Children from the poorest backgrounds shouldn't have their potential cut short before their lives have even really begun. Yet, on average, they will start school 19 months behind their peers.
COVID-19 is set to have a disastrous impact on the literacy of the 4.6 million children living in poverty in the UK . School closures will only widen the attainment gap suffered by disadvantaged students, who are already twice as likely to leave school without good GCSEs in English and maths than their better off classmates.
These children will be held back at every stage of their lives. They are:
- five times more likely to fail to meet the expected standards in English at age 11
- four times more likely to struggle to read as adults
- twice as likely to be unemployed aged 34
- three times more likely to have mental health problems as adults
Since schools have been closed, we have harnessed our national partnerships and mobilised our local networks in deprived communities across the UK to deliver books and vital literacy resources direct to the homes of the children who are most in need, through foodbanks, schools, community partners and volunteers.
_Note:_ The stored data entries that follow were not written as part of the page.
//! Command line arguments and validated runtime configuration
//!
//! `CliArgs` is what clap parses; `FlattenConfig` and `DownloadConfig` are
//! the checked forms the library works with.

use std::path::PathBuf;
use std::time::Duration;

use clap::{Parser, Subcommand};
use reqwest::Url;

use crate::error::{FlattenError, Result};

/// Name of the authentication cookie the library expects
pub const AUTH_COOKIE: &str = "FedAuth";

/// Flatten a document library into a JSON tree and download its files
#[derive(Parser, Debug, Clone)]
#[command(name = "sharepoint-utils", version, about)]
pub struct CliArgs {
    /// Directory the tree document, debug image and downloads are written to
    #[arg(long, default_value = "output", value_name = "DIR")]
    pub output_dir: PathBuf,

    /// Verbose output (per-scroll diagnostics)
    #[arg(short = 'v', long, global = true)]
    pub verbose: bool,

    #[command(subcommand)]
    pub command: Command,
}

#[derive(Subcommand, Debug, Clone)]
pub enum Command {
    /// Discover every file and folder below a listing URL
    Flatten(FlattenArgs),
    /// Download every file of a previously flattened tree
    Download(DownloadArgs),
}

#[derive(clap::Args, Debug, Clone)]
pub struct FlattenArgs {
    /// The starting url of the library exploration
    pub start_url: String,

    /// The FedAuth cookie obtained by visiting the website
    pub fed_auth: String,

    /// Save an image of the last visited page after every scroll
    #[arg(long)]
    pub debug: bool,

    #[arg(long, default_value = "debug.png")]
    pub debug_image_key: String,

    #[arg(long, default_value = "flatten.json")]
    pub output_json_key: String,

    /// Maximum folder depth to explore (unlimited if not set)
    #[arg(long, value_name = "NUM")]
    pub max_depth: Option<usize>,

    /// Stop the whole traversal at the first folder reaching --max-depth
    /// instead of only skipping folders at that depth
    #[arg(long, requires = "max_depth")]
    pub halt_at_depth: bool,

    /// Timeout for page elements to appear, in seconds
    #[arg(long, default_value = "10", value_name = "SECS")]
    pub wait_timeout: f64,

    /// Settle time after each scroll of a listing with unknown size, in seconds
    #[arg(long, default_value = "2", value_name = "SECS")]
    pub height_based_scroll_time: f64,

    /// Wait after each scroll of a listing with a declared size, in seconds
    #[arg(long, default_value = "0.1", value_name = "SECS")]
    pub item_based_scroll_time: f64,

    /// Pixels to scroll per step; too large a step may skip rows
    #[arg(long, default_value = "150", value_name = "PX")]
    pub scroll_delta: f64,

    /// Hard ceiling on scroll steps for one listing
    #[arg(long, default_value = "10000", value_name = "NUM")]
    pub max_scroll_iterations: usize,

    /// Consecutive scroll steps without progress before a listing is reported incomplete
    #[arg(long, default_value = "50", value_name = "NUM")]
    pub stall_limit: usize,
}

#[derive(clap::Args, Debug, Clone)]
pub struct DownloadArgs {
    /// The FedAuth cookie obtained by visiting the website
    pub fed_auth: String,

    /// Tree document to read, relative to --output-dir
    #[arg(long, default_value = "flatten.json")]
    pub input_json_key: String,

    /// Attempts per file before the download is abandoned
    #[arg(long, default_value = "3", value_name = "NUM")]
    pub max_retries: u32,

    /// Files fetched at the same time
    #[arg(long, default_value = "8", value_name = "NUM")]
    pub concurrency: usize,
}

/// What happens when the traversal reaches a folder at the depth bound
#[derive(Debug, Clone, Copy, PartialEq, Eq, Default)]
pub enum DepthLimit {
    /// Skip folders at the bound and keep visiting the rest of the frontier
    #[default]
    Prune,
    /// Stop the entire traversal at the first folder at the bound
    Halt,
}

/// Locators for the targeted library layout
#[derive(Debug, Clone, PartialEq, Eq)]
pub struct UiSelectors {
    /// Class of the virtualized list container
    pub scroll_container_class: String,
    /// CSS selector matching one rendered row
    pub row_selector: String,
    /// Row attribute holding the accessible label
    pub label_attribute: String,
    /// Class of the breadcrumb element
    pub breadcrumb_class: String,
    /// Breadcrumb attribute holding the JSON path segments
    pub breadcrumb_attribute: String,
}

impl Default for UiSelectors {
    fn default() -> Self {
        Self {
            scroll_container_class: "od-ItemsScopeItemContent-list".to_string(),
            row_selector: r#"div[data-automationid="DetailsRow"]"#.to_string(),
            label_attribute: "aria-label".to_string(),
            breadcrumb_class: "ms-Breadcrumb-item".to_string(),
            breadcrumb_attribute: "itemKey".to_string(),
        }
    }
}

/// Scroll Driver tuning
#[derive(Debug, Clone, PartialEq)]
pub struct ScrollSettings {
    /// Pixels per scroll step
    pub delta: f64,
    /// Wait after a step when the listing declared its size
    pub count_wait: Duration,
    /// Longest settle time after a step when the size is unknown
    pub height_wait: Duration,
    pub max_iterations: usize,
    pub stall_limit: usize,
    /// Where to write a screenshot after every step, if anywhere
    pub debug_screenshot: Option<PathBuf>,
}

impl Default for ScrollSettings {
    fn default() -> Self {
        Self {
            delta: 150.0,
            count_wait: Duration::from_millis(100),
            height_wait: Duration::from_secs(2),
            max_iterations: 10_000,
            stall_limit: 50,
            debug_screenshot: None,
        }
    }
}

/// Validated discovery configuration
#[derive(Debug, Clone)]
pub struct FlattenConfig {
    pub start_url: Url,
    pub auth_token: String,
    pub output_path: PathBuf,
    pub wait_timeout: Duration,
    pub max_depth: Option<usize>,
    pub depth_limit: DepthLimit,
    pub scroll: ScrollSettings,
    pub selectors: UiSelectors,
}

impl FlattenConfig {
    /// Discovery configuration with default tuning
    pub fn new(start_url: &str, auth_token: &str, output_path: PathBuf) -> Result<Self> {
        Ok(Self {
            start_url: parse_start_url(start_url)?,
            auth_token: auth_token.to_string(),
            output_path,
            wait_timeout: Duration::from_secs(10),
            max_depth: None,
            depth_limit: DepthLimit::default(),
            scroll: ScrollSettings::default(),
            selectors: UiSelectors::default(),
        })
    }

    pub fn from_args(output_dir: &std::path::Path, args: FlattenArgs) -> Result<Self> {
        if args.scroll_delta <= 0.0 {
            return Err(invalid("scroll delta must be positive"));
        }
        if args.max_scroll_iterations == 0 {
            return Err(invalid("max scroll iterations must be at least 1"));
        }
        if args.stall_limit == 0 {
            return Err(invalid("stall limit must be at least 1"));
        }

        let debug_screenshot = args.debug.then(|| output_dir.join(&args.debug_image_key));

        let mut config = Self::new(
            &args.start_url,
            &args.fed_auth,
            output_dir.join(&args.output_json_key),
        )?;
        config.wait_timeout = seconds("wait timeout", args.wait_timeout)?;
        config.max_depth = args.max_depth;
        config.depth_limit = if args.halt_at_depth {
            DepthLimit::Halt
        } else {
            DepthLimit::Prune
        };
        config.scroll = ScrollSettings {
            delta: args.scroll_delta,
            count_wait: seconds("item based scroll time", args.item_based_scroll_time)?,
            height_wait: seconds("height based scroll time", args.height_based_scroll_time)?,
            max_iterations: args.max_scroll_iterations,
            stall_limit: args.stall_limit,
            debug_screenshot,
        };
        Ok(config)
    }
}

/// Validated download configuration
#[derive(Debug, Clone)]
pub struct DownloadConfig {
    pub input_path: PathBuf,
    pub output_dir: PathBuf,
    pub auth_token: String,
    pub max_attempts: u32,
    pub concurrency: usize,
}

impl DownloadConfig {
    pub fn from_args(output_dir: &std::path::Path, args: DownloadArgs) -> Result<Self> {
        if args.concurrency == 0 {
            return Err(invalid("concurrency must be at least 1"));
        }
        if args.max_retries == 0 {
            return Err(invalid("max retries must be at least 1"));
        }

        Ok(Self {
            input_path: output_dir.join(&args.input_json_key),
            output_dir: output_dir.to_path_buf(),
            auth_token: args.fed_auth,
            max_attempts: args.max_retries,
            concurrency: args.concurrency,
        })
    }
}

fn parse_start_url(raw: &str) -> Result<Url> {
    let url = Url::parse(raw).map_err(|e| invalid(&format!("start url '{}': {}", raw, e)))?;
    match url.scheme() {
        "http" | "https" if url.host_str().is_some() => Ok(url),
        _ => Err(invalid(&format!(
            "start url '{}' must be an absolute http(s) url",
            raw
        ))),
    }
}

fn seconds(what: &str, value: f64) -> Result<Duration> {
    if !value.is_finite() || value <= 0.0 {
        return Err(invalid(&format!("{} must be a positive number of seconds", what)));
    }
    Ok(Duration::from_secs_f64(value))
}

fn invalid(message: &str) -> FlattenError {
    FlattenError::InvalidConfig {
        message: message.to_string(),
    }
}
We have developed fun and interactive digital resources to engage children and support more formal lesson plans and launched research into the impact of lockdown on children and families literacy skills, behaviours and attitudes.
But were more in need of financial support than ever. We urgently require funding at a local, national and strategic level to continue developing and delivering solutions to the immediate challenges facing children, families and schools, and to ensure we are here in September when schools will need tremendous levels of support to close the poverty attainment gap that will have widened after six months of lost learning.